→ **ASSIGNED TASK**
One number is the whole answer: the tally of lines in the records that include the word "LlmClient".

→ **EXTRACTED RECORDS**
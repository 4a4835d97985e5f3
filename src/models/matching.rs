use serde::{Deserialize, Serialize};

/// How a line item was matched to a product.
#[derive(Debug, Clone, Copy, Serialize, Deserialize, PartialEq, Eq)]
#[serde(rename_all = "snake_case")]
pub enum MatchMethod {
    ExactCode,
    Token,
    #[serde(rename = "semantic+token")]
    SemanticToken,
    Confirmer,
    Unmatched,
}

/// One scored product candidate for a line item.
#[derive(Debug, Clone, Serialize, Deserialize, PartialEq)]
pub struct Candidate {
    pub product_id: i64,
    pub score: f32,
    pub explain: String,
}

/// Match record for one line item, attached by index identity.
///
/// Invariant: when `chosen_product_id` is set, either
/// `confidence >= auto_threshold` or `requires_review` is true.
#[derive(Debug, Clone, Serialize, Deserialize)]
pub struct LineItemMatch {
    pub line_index: usize,
    pub candidates: Vec<Candidate>,
    pub chosen_product_id: Option<i64>,
    pub confidence: f32,
    pub method: MatchMethod,
    pub requires_review: bool,
}

impl LineItemMatch {
    /// An empty candidate set is a valid outcome, not an error.
    pub fn unmatched(line_index: usize) -> Self {
        Self {
            line_index,
            candidates: Vec::new(),
            chosen_product_id: None,
            confidence: 0.0,
            method: MatchMethod::Unmatched,
            requires_review: true,
        }
    }
}

/// Resolution of the extracted customer against the local catalog.
#[derive(Debug, Clone, Default, Serialize, Deserialize)]
pub struct CustomerMatch {
    pub customer_id: Option<i64>,
    pub matched_name: Option<String>,
    pub confidence: f32,
}

#[cfg(test)]
mod tests {
    use super::*;

    #[test]
    fn method_serialization_forms() {
        assert_eq!(
            serde_json::to_string(&MatchMethod::ExactCode).unwrap(),
            "\"exact_code\""
        );
        assert_eq!(
            serde_json::to_string(&MatchMethod::SemanticToken).unwrap(),
            "\"semantic+token\""
        );
        assert_eq!(
            serde_json::to_string(&MatchMethod::Unmatched).unwrap(),
            "\"unmatched\""
        );
    }

    #[test]
    fn unmatched_requires_review() {
        let m = LineItemMatch::unmatched(3);
        assert_eq!(m.line_index, 3);
        assert!(m.candidates.is_empty());
        assert!(m.chosen_product_id.is_none());
        assert!(m.requires_review);
        assert_eq!(m.method, MatchMethod::Unmatched);
    }
}
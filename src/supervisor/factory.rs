//! Production wiring: build the processing graph from [`Settings`].
//!
//! Every collaborator is constructed fresh per build, so a supervisor
//! reinit really does get new client sessions and a new catalog load.

use std::sync::Arc;

use crate::audit::AuditLogger;
use crate::catalog::{CatalogStore, CatalogSync};
use crate::cleaner::{
    MessageCleaner, MockOcrEngine, MockPdfExtractor, OcrEngine, PdfExtractor, PdftotextCli,
    TesseractCli,
};
use crate::config::{Settings, DEFAULT_CALL_TIMEOUT_SECS};
use crate::erp::{ErpClient, ErpVerifier, JsonRpcErp, OrderWriter};
use crate::extraction::Extractor;
use crate::feedback::{FeedbackConfig, FeedbackParser, FeedbackProcessor, FeedbackStore};
use crate::llm::HttpLlm;
use crate::mailbox::{Mailbox, MaildirMailbox};
use crate::matching::{CandidateRetriever, EmbeddingIndex, MatchConfirmer, RetrieverConfig};
use crate::notify::{ChatGateway, Notifier, NullGateway, OrderIdAllocator, TelegramGateway};
use crate::pipeline::{shared_index, MessageProcessor, ProcessorConfig};

use super::supervisor::{GraphFactory, ProcessingGraph};
use super::SupervisorError;

pub struct ProductionGraphFactory {
    settings: Settings,
}

impl ProductionGraphFactory {
    pub fn new(settings: Settings) -> Self {
        Self { settings }
    }
}

impl GraphFactory for ProductionGraphFactory {
    fn build(&self) -> Result<ProcessingGraph, SupervisorError> {
        let s = &self.settings;

        let catalog = Arc::new(
            CatalogStore::load(&s.catalog_dir())
                .map_err(|e| SupervisorError::Init(format!("catalog: {e}")))?,
        );

        let erp = build_erp(s)?;
        let llm = Arc::new(
            HttpLlm::new(
                &s.llm_base_url,
                s.llm_api_key.as_deref(),
                &s.llm_model,
                &s.embedding_model,
                DEFAULT_CALL_TIMEOUT_SECS,
            )
            .map_err(|e| SupervisorError::Init(format!("llm: {e}")))?,
        );

        let mailbox: Arc<dyn Mailbox> = Arc::new(
            MaildirMailbox::open(&s.maildir())
                .map_err(|e| SupervisorError::Init(format!("mailbox: {e}")))?,
        );

        let gateway: Arc<dyn ChatGateway> = match &s.telegram_bot_token {
            Some(token) => Arc::new(
                TelegramGateway::new(token)
                    .map_err(|e| SupervisorError::Init(format!("gateway: {e}")))?,
            ),
            None => Arc::new(NullGateway),
        };
        let chat_id = s.telegram_chat_id.clone().unwrap_or_default();

        // An index is nice to have at startup; without one the retriever
        // degrades to token matching until the sync worker rebuilds it.
        let initial_index =
            match EmbeddingIndex::load_or_build(&catalog, llm.as_ref(), &s.embeddings_dir()) {
                Ok(index) => Some(index),
                Err(e) => {
                    tracing::warn!(error = %e, "Embedding index unavailable at startup");
                    None
                }
            };
        let index = shared_index(initial_index);

        let notifier = Arc::new(Notifier::new(
            gateway.clone(),
            &chat_id,
            s.enable_notifications,
            &s.feedback_dir(),
        ));

        let processor = Arc::new(MessageProcessor::new(
            MessageCleaner::new(build_pdf_extractor(), build_ocr_engine()),
            Extractor::new(
                llm.clone(),
                s.own_company_aliases.clone(),
                s.generic_nouns.clone(),
            ),
            CandidateRetriever::new(
                llm.clone(),
                RetrieverConfig {
                    semantic_floor: s.semantic_floor,
                    ..RetrieverConfig::default()
                },
            ),
            MatchConfirmer::new(llm.clone(), s.auto_threshold, s.review_threshold),
            ErpVerifier::new(erp.clone()),
            OrderWriter::new(erp.clone(), &s.audit_dir()),
            AuditLogger::new(&s.audit_dir()),
            notifier.clone(),
            OrderIdAllocator::load(&s.audit_dir()),
            catalog.clone(),
            index.clone(),
            ProcessorConfig {
                enable_order_creation: s.enable_order_creation,
                line_item_fanout: s.line_item_fanout,
            },
        ));

        let mut feedback = FeedbackProcessor::new(
            FeedbackParser::new(llm.clone()),
            FeedbackStore::new(&s.feedback_dir()),
            AuditLogger::new(&s.audit_dir()),
            notifier,
            FeedbackConfig {
                immediate_retrain: s.immediate_retrain,
                ..FeedbackConfig::default()
            },
        );
        if s.immediate_retrain {
            feedback = feedback.with_learner(processor.clone(), mailbox.clone());
        }

        let sync = Arc::new(CatalogSync::new(catalog.clone(), erp, &s.catalog_dir()));

        Ok(ProcessingGraph {
            processor,
            mailbox,
            feedback: Arc::new(feedback),
            sync,
            catalog,
            embedder: llm,
            gateway,
            index,
            embeddings_dir: s.embeddings_dir(),
        })
    }
}

/// Standalone ERP + catalog wiring for the `sync-once` command.
pub fn build_sync(settings: &Settings) -> Result<(Arc<CatalogStore>, CatalogSync), SupervisorError> {
    let catalog = Arc::new(
        CatalogStore::load(&settings.catalog_dir())
            .map_err(|e| SupervisorError::Init(format!("catalog: {e}")))?,
    );
    let erp = build_erp(settings)?;
    let sync = CatalogSync::new(catalog.clone(), erp, &settings.catalog_dir());
    Ok((catalog, sync))
}

fn build_erp(settings: &Settings) -> Result<Arc<dyn ErpClient>, SupervisorError> {
    let (Some(url), Some(db), Some(user), Some(password)) = (
        settings.erp_url.as_deref(),
        settings.erp_db.as_deref(),
        settings.erp_user.as_deref(),
        settings.erp_password.as_deref(),
    ) else {
        return Err(SupervisorError::Init(
            "ERP_URL, ERP_DB, ERP_USER and ERP_PASSWORD must be set".into(),
        ));
    };

    Ok(Arc::new(
        JsonRpcErp::new(url, db, user, password, DEFAULT_CALL_TIMEOUT_SECS)
            .map_err(|e| SupervisorError::Init(format!("erp: {e}")))?,
    ))
}

fn build_pdf_extractor() -> Box<dyn PdfExtractor> {
    match PdftotextCli::discover() {
        Ok(cli) => Box::new(cli),
        Err(e) => {
            tracing::warn!(error = %e, "pdftotext unavailable — PDFs will rely on OCR");
            Box::new(MockPdfExtractor::empty())
        }
    }
}

fn build_ocr_engine() -> Box<dyn OcrEngine> {
    match TesseractCli::discover() {
        Ok(cli) => Box::new(cli),
        Err(e) => {
            tracing::warn!(error = %e, "tesseract unavailable — image OCR disabled");
            Box::new(MockOcrEngine::new(""))
        }
    }
}

#[cfg(test)]
mod tests {
    use super::*;

    #[test]
    fn missing_erp_settings_fail_init() {
        let dir = tempfile::tempdir().unwrap();
        let settings = Settings {
            data_dir: dir.path().to_path_buf(),
            ..Settings::default()
        };
        let factory = ProductionGraphFactory::new(settings);
        let err = factory.build().unwrap_err();
        assert!(err.to_string().contains("ERP_URL"));
    }

    #[test]
    fn sync_wiring_needs_erp_too() {
        let dir = tempfile::tempdir().unwrap();
        let settings = Settings {
            data_dir: dir.path().to_path_buf(),
            ..Settings::default()
        };
        assert!(build_sync(&settings).is_err());
    }
}
//! Scripted LLM and embedding mocks for tests.

use std::collections::{HashMap, VecDeque};
use std::sync::Mutex;

use serde_json::Value;

use super::{EmbeddingClient, LlmClient, LlmError, LlmParams};

/// Mock LLM client — pops scripted responses in order and records the
/// prompts it was called with.
pub struct MockLlm {
    responses: Mutex<VecDeque<Value>>,
    prompts: Mutex<Vec<String>>,
}

impl MockLlm {
    pub fn new() -> Self {
        Self {
            responses: Mutex::new(VecDeque::new()),
            prompts: Mutex::new(Vec::new()),
        }
    }

    pub fn with_response(response: Value) -> Self {
        let mock = Self::new();
        mock.push_response(response);
        mock
    }

    pub fn push_response(&self, response: Value) {
        self.responses.lock().unwrap().push_back(response);
    }

    pub fn prompts(&self) -> Vec<String> {
        self.prompts.lock().unwrap().clone()
    }

    pub fn call_count(&self) -> usize {
        self.prompts.lock().unwrap().len()
    }
}

impl Default for MockLlm {
    fn default() -> Self {
        Self::new()
    }
}

impl LlmClient for MockLlm {
    fn complete(&self, prompt: &str, _schema: &Value, _params: &LlmParams) -> Result<Value, LlmError> {
        self.prompts.lock().unwrap().push(prompt.to_string());
        self.responses
            .lock()
            .unwrap()
            .pop_front()
            .ok_or(LlmError::Exhausted)
    }
}

/// Fails with a transient error `fail_count` times, then answers from the
/// scripted queue.
pub struct FailThenSucceedLlm {
    fail_count: Mutex<u32>,
    inner: MockLlm,
}

impl FailThenSucceedLlm {
    pub fn new(fail_count: u32, response: Value) -> Self {
        Self {
            fail_count: Mutex::new(fail_count),
            inner: MockLlm::with_response(response),
        }
    }
}

impl LlmClient for FailThenSucceedLlm {
    fn complete(&self, prompt: &str, schema: &Value, params: &LlmParams) -> Result<Value, LlmError> {
        let mut remaining = self.fail_count.lock().unwrap();
        if *remaining > 0 {
            *remaining -= 1;
            return Err(LlmError::Http {
                status: 503,
                body: "mock overload".into(),
            });
        }
        drop(remaining);
        self.inner.complete(prompt, schema, params)
    }
}

/// Deterministic embedding mock: hash-derived unit vectors, so identical
/// texts embed identically and the cosine math is exercised for real.
pub struct MockEmbedder {
    dimension: usize,
    fail: Mutex<bool>,
}

impl MockEmbedder {
    pub fn new() -> Self {
        Self {
            dimension: 64,
            fail: Mutex::new(false),
        }
    }

    pub fn set_fail(&self, fail: bool) {
        *self.fail.lock().unwrap() = fail;
    }
}

impl Default for MockEmbedder {
    fn default() -> Self {
        Self::new()
    }
}

impl EmbeddingClient for MockEmbedder {
    fn embed(&self, texts: &[String]) -> Result<Vec<Vec<f32>>, LlmError> {
        if *self.fail.lock().unwrap() {
            return Err(LlmError::Connection("mock embedder down".into()));
        }
        Ok(texts
            .iter()
            .map(|t| deterministic_vector(t, self.dimension))
            .collect())
    }
}

/// Generate a deterministic unit vector from text.
fn deterministic_vector(text: &str, dim: usize) -> Vec<f32> {
    let bytes = text.as_bytes();
    let mut vec = vec![0.0f32; dim];
    for (i, slot) in vec.iter_mut().enumerate() {
        let byte_idx = i % bytes.len().max(1);
        *slot = (bytes.get(byte_idx).copied().unwrap_or(0) as f32 + i as f32) / 255.0;
    }

    let norm: f32 = vec.iter().map(|x| x * x).sum::<f32>().sqrt();
    if norm > 0.0 {
        for val in &mut vec {
            *val /= norm;
        }
    }
    vec
}

/// Embedder with explicitly registered text → vector mappings, for tests
/// that need controlled similarities. Unregistered texts map to a fixed
/// orthogonal fallback axis.
pub struct StaticEmbedder {
    vectors: Mutex<HashMap<String, Vec<f32>>>,
    dimension: usize,
}

impl StaticEmbedder {
    pub fn new(dimension: usize) -> Self {
        Self {
            vectors: Mutex::new(HashMap::new()),
            dimension,
        }
    }

    pub fn register(&self, text: &str, vector: Vec<f32>) {
        assert_eq!(vector.len(), self.dimension, "vector dimension mismatch");
        self.vectors.lock().unwrap().insert(text.to_string(), vector);
    }
}

impl EmbeddingClient for StaticEmbedder {
    fn embed(&self, texts: &[String]) -> Result<Vec<Vec<f32>>, LlmError> {
        let vectors = self.vectors.lock().unwrap();
        Ok(texts
            .iter()
            .map(|t| {
                vectors.get(t).cloned().unwrap_or_else(|| {
                    let mut v = vec![0.0; self.dimension];
                    v[self.dimension - 1] = 1.0;
                    v
                })
            })
            .collect())
    }
}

→ **EXERCISE SOLUTION**
3